> _Stored data_:

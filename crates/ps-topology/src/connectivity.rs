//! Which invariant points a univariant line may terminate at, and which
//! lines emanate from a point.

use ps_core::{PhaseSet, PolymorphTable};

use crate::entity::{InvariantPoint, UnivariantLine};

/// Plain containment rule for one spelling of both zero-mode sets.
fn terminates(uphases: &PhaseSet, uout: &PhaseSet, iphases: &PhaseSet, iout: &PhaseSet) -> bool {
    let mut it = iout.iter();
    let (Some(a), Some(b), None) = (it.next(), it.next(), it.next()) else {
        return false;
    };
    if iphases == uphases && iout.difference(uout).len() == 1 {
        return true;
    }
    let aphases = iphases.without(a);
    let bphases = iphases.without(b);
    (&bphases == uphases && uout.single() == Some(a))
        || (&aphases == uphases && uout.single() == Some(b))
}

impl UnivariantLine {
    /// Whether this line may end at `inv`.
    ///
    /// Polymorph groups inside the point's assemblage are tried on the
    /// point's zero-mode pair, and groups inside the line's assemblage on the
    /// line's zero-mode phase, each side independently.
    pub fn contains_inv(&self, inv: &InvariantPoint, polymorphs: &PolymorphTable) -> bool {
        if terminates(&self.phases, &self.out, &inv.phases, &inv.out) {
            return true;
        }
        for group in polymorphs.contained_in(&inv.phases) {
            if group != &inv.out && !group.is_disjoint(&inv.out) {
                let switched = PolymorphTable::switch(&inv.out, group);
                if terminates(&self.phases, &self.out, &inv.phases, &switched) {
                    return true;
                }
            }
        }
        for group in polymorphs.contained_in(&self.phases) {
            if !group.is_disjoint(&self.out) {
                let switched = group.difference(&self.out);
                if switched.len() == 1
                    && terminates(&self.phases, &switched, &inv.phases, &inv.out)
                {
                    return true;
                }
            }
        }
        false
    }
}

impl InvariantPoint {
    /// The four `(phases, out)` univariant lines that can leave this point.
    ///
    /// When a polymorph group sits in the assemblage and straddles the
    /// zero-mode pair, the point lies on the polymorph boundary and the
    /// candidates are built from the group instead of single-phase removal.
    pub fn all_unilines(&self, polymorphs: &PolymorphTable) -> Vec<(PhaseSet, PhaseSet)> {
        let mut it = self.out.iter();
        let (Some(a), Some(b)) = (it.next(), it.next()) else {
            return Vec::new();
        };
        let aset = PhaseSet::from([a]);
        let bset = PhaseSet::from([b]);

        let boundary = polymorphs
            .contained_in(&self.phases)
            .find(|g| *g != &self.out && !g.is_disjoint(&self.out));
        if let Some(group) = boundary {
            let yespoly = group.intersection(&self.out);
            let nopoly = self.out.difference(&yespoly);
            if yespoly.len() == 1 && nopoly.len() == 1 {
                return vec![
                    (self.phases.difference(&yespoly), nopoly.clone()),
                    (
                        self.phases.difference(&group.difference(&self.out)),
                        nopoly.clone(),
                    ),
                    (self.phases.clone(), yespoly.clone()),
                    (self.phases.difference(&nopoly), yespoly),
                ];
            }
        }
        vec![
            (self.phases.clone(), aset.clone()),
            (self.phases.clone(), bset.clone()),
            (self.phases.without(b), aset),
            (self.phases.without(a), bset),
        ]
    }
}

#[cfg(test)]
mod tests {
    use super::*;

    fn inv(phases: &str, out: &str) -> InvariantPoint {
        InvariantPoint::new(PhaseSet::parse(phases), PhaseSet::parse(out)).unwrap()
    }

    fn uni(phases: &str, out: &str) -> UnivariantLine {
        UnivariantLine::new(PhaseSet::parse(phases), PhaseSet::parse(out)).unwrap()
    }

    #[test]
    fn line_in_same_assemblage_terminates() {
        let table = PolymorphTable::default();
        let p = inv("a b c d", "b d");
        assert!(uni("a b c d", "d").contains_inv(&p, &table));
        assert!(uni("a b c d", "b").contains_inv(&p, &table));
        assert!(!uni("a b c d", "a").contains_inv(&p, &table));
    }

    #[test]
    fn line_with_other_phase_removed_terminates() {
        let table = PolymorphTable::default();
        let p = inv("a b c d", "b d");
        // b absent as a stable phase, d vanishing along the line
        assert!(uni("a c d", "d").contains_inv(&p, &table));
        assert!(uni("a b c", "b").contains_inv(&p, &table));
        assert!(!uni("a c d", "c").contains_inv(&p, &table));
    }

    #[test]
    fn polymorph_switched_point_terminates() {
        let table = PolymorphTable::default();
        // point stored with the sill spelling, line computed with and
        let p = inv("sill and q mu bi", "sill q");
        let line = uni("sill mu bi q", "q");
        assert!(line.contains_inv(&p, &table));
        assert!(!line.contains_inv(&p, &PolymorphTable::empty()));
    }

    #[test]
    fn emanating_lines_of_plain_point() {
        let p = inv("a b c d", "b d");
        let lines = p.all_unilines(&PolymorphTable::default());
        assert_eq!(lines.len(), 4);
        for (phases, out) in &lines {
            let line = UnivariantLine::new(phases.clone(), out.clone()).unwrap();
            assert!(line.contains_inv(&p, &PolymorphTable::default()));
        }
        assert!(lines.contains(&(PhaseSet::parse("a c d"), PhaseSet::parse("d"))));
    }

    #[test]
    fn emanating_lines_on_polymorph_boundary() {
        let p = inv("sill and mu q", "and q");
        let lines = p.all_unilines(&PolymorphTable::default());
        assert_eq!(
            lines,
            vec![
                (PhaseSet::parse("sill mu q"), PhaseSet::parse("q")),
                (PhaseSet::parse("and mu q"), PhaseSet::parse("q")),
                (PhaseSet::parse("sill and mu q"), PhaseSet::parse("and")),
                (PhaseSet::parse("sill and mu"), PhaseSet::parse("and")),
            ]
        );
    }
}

> _Description of the task_:
When a line in the listing has the string "unwrap" in it, return that line.

> _Solution for this task_:
        InvariantPoint::new(PhaseSet::parse(phases), PhaseSet::parse(out)).unwrap()
        UnivariantLine::new(PhaseSet::parse(phases), PhaseSet::parse(out)).unwrap()
            let line = UnivariantLine::new(phases.clone(), out.clone()).unwrap();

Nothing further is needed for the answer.